I strongly suggest that the primary item you store for bartering is food.  Look at almost any big disaster, or the lives of people in Third World countries.  Food is generally the most sought after item.  Use your head when you barter with food.  Don't do anything to give the impression that you have lots of it.  You may want to act like it is your very last meal and you're only trading it away out of desperation.  You don't want someone coming by later and taking the rest of your food by force.
Other items I would suggest are lighters, matches, toilet paper, feminine protection,  duct tape, razors,  soap, lithium batteries, aluminum foil, coffee, small bottles of drinking alcohol, and cigarettes.  Those last items may be very desirable to those with addictions, even if you don't use them yourself.  Fuel might also be used for barter, but its bulk, hazards, and shorter shelf life might make it hard to store enough to spare any for barter.

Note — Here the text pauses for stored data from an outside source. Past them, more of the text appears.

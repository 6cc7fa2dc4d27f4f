use crate::{utils, Point, Walkbox, WalkboxError, WalkboxId};
use std::ops::Index;

/// The ordered list of Walkboxes belonging to one Room.
///
/// Walkboxes are never removed, only disabled, so a [`WalkboxId`] stays valid for as long as
/// the Registry exists. Whenever several enabled Walkboxes contain the same Point, the one
/// registered first wins.
///
/// Registries are owned by a [`PathfindingContext`](crate::PathfindingContext), which is also the
/// only way to fill them.
#[derive(Clone, Debug)]
pub struct WalkboxRegistry {
    walkboxes: Vec<Walkbox>,
}

impl WalkboxRegistry {
    pub(crate) fn new() -> WalkboxRegistry {
        WalkboxRegistry {
            walkboxes: Vec::new(),
        }
    }

    /// The number of registered Walkboxes, enabled or not
    pub fn len(&self) -> usize {
        self.walkboxes.len()
    }

    /// `true` if no Walkbox was registered yet
    pub fn is_empty(&self) -> bool {
        self.walkboxes.is_empty()
    }

    /// Iterates over all Walkboxes in registration order
    pub fn iter(&self) -> impl Iterator<Item = (WalkboxId, &Walkbox)> + '_ {
        self.walkboxes
            .iter()
            .enumerate()
            .map(|(id, walkbox)| (WalkboxId(id), walkbox))
    }

    /// Appends a Walkbox. Does not touch the Portal Graph.
    pub(crate) fn add(&mut self, walkbox: Walkbox) -> Result<WalkboxId, WalkboxError> {
        walkbox.validate()?;
        if let Some(name) = walkbox.name() {
            if self.find_by_name(name).is_some() {
                return Err(WalkboxError::DuplicateName(name.to_owned()));
            }
        }
        self.walkboxes.push(walkbox);
        Ok(WalkboxId(self.walkboxes.len() - 1))
    }

    /// Flips the `disabled` flag of the Walkbox called `name`
    pub(crate) fn set_disabled(
        &mut self,
        name: &str,
        disabled: bool,
    ) -> Result<WalkboxId, WalkboxError> {
        let id = self
            .find_by_name(name)
            .ok_or_else(|| WalkboxError::UnknownWalkbox(name.to_owned()))?;
        self.walkboxes[id.0].set_disabled(disabled);
        Ok(id)
    }

    /// Looks up a Walkbox by name, ignoring ASCII case
    pub fn find_by_name(&self, name: &str) -> Option<WalkboxId> {
        self.iter()
            .find(|(_, walkbox)| walkbox.has_name(name))
            .map(|(id, _)| id)
    }

    /// The first enabled Walkbox containing `point`
    pub fn find_containing(&self, point: Point) -> Option<WalkboxId> {
        self.iter()
            .find(|(_, walkbox)| walkbox.contains(point))
            .map(|(id, _)| id)
    }

    /// `true` if any enabled Walkbox contains `point`
    pub fn is_walkable(&self, point: Point) -> bool {
        self.walkboxes.iter().any(|walkbox| walkbox.contains(point))
    }

    /// Checks if the two Walkboxes are enabled and overlap
    pub fn overlap(&self, a: WalkboxId, b: WalkboxId) -> bool {
        self[a].overlaps(&self[b])
    }

    /// The Rectangle where the two Walkboxes overlap. See [`Walkbox::intersection`]
    pub fn intersection(&self, a: WalkboxId, b: WalkboxId) -> Option<(Point, Point)> {
        self[a].intersection(&self[b])
    }

    /// Finds the Point of any Walkbox closest to `point`.
    ///
    /// Every Walkbox, enabled or not, is asked for its own closest Point; the nearest of those
    /// wins, with earlier Walkboxes winning ties. A Point inside a disabled Walkbox therefore
    /// stays where it is and remains unwalkable. Returns `None` if the Registry is empty.
    pub fn closest_boundary_point(&self, point: Point) -> Option<Point> {
        let mut best: Option<(i128, Point)> = None;
        for walkbox in &self.walkboxes {
            let clamped = walkbox.clamp(point);
            let dist = utils::distance_sq(point, clamped);
            if best.map_or(true, |(best_dist, _)| dist < best_dist) {
                best = Some((dist, clamped));
            }
        }
        best.map(|(_, p)| p)
    }
}

impl Index<WalkboxId> for WalkboxRegistry {
    type Output = Walkbox;
    #[track_caller]
    fn index(&self, id: WalkboxId) -> &Walkbox {
        &self.walkboxes[id.0]
    }
}
use crate::{PathfindingContext, Point, WalkboxId};

/// Remembers which Walkbox a moving Actor is standing in, to notice when it enters another one.
///
/// ## Examples
/// ```
/// # use walkbox_pathfinding::prelude::*;
/// let mut room = PathfindingContext::new();
/// room.add_walkbox(Walkbox::new((0, 0), (100, 20))?)?;
/// room.add_walkbox(Walkbox::new((80, 0), (100, 100))?.with_name("hallway"))?;
/// room.recalculate();
///
/// let mut tracker = WalkboxTracker::new();
/// let mut triggered = vec![];
/// for step in room.find_path((10, 10), (90, 90)) {
///     if let Some(change) = tracker.update(&room, step) {
///         triggered.extend(change.trigger(&room).map(str::to_owned));
///     }
/// }
/// assert_eq!(triggered, vec!["hallway"]);
/// # Ok::<(), WalkboxError>(())
/// ```
#[derive(Clone, Copy, Debug, Default, PartialEq, Eq)]
pub struct WalkboxTracker {
    current: Option<WalkboxId>,
}

/// A move from one Walkbox into another, as reported by [`WalkboxTracker::update`]
#[derive(Clone, Copy, Debug, PartialEq, Eq)]
pub struct WalkboxChange {
    /// the Walkbox that was left, if any
    pub previous: Option<WalkboxId>,
    /// the Walkbox that was entered, if any
    pub current: Option<WalkboxId>,
}

impl WalkboxTracker {
    /// Creates a Tracker that is not in any Walkbox yet
    pub fn new() -> WalkboxTracker {
        WalkboxTracker::default()
    }

    /// The Walkbox seen by the last [`update`](Self::update)
    pub fn current(&self) -> Option<WalkboxId> {
        self.current
    }

    /// Looks up the Walkbox at `point` and reports if it differs from the previous one.
    pub fn update(&mut self, ctx: &PathfindingContext, point: Point) -> Option<WalkboxChange> {
        let current = ctx.find_walkbox(point);
        if current == self.current {
            return None;
        }
        let change = WalkboxChange {
            previous: self.current,
            current,
        };
        self.current = current;
        log::trace!("{:?} moved from {:?} to {:?}", point, change.previous, current);
        Some(change)
    }
}

impl WalkboxChange {
    /// The name of the entered Walkbox, which is what Room scripts react to.
    ///
    /// `None` if no Walkbox was entered or the Walkbox has no name.
    pub fn trigger<'a>(&self, ctx: &'a PathfindingContext) -> Option<&'a str> {
        self.current.and_then(|id| ctx.walkbox(id).name())
    }
}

Generally, you should probably not barter your own firearms and ammunition for other goods.  First of all, if you're trading your firearms away, it must mean you didn't store enough of something else.  Extra guns and ammo can be expensive.  Use some of that money to get more food and other supplies so you are less likely to need to barter in the first place.  And, the price of a gun can buy an awful lot of the other bartering items I mentioned.  My second thought would be concern that the gun or ammo would be used against you or your family.  If you're willing to trade a gun to someone, it should be someone you would trust with your gun at any time.  I might barter a gun in exchange for a service, or barter to someone who already has a gun.  If you trade it to the wrong person, you might truly be at the loosing end of the deal.
Don't get me wrong.  You need plenty of guns and ammo for yourself, your family, and maybe some spares.  My plans, generally, don't include using them for barter.  You definitely don't want to be in a position of having to barter to get a gun.
If you notice, I haven't mentioned water as a bartering item.  That's because I think you should not barter with water.  First of all, you should have planned well enough that you will not have to go to someone else for your water.  And, if you have water to barter with, then you can afford to give it away to someone in need.  I think nobody should be deprived of water if it's available.  If you have the only water hole in 50 square miles, then share!  It's just the right thing to do.  Water is more replaceable.  It can fall from the sky, food generally doesn't.
After you get your bartering supplies in order (remember, get your personal supplies in order first), then you should make a list showing what items you are willing to barter away, and how many of those items you're willing to get rid of.  At the end of the list, you should make some notes telling why you decided what items are to be bartered and why.  If you're not around to make the bartering decisions, the list can be a great benefit to whomever is bartering.
Some great tips on how to actually barter can be found in Jim's book, "How to Survive the End of the World as We Know It".  Check it out. [JWR Adds: I also wrote some advice on bartering strategies, and that 2008 article is available in SurvivalBlog's free archives.]
So, plan ahead.  Be smart about who you barter with.  Store enough supplies for yourself, for charity, and for safe bartering.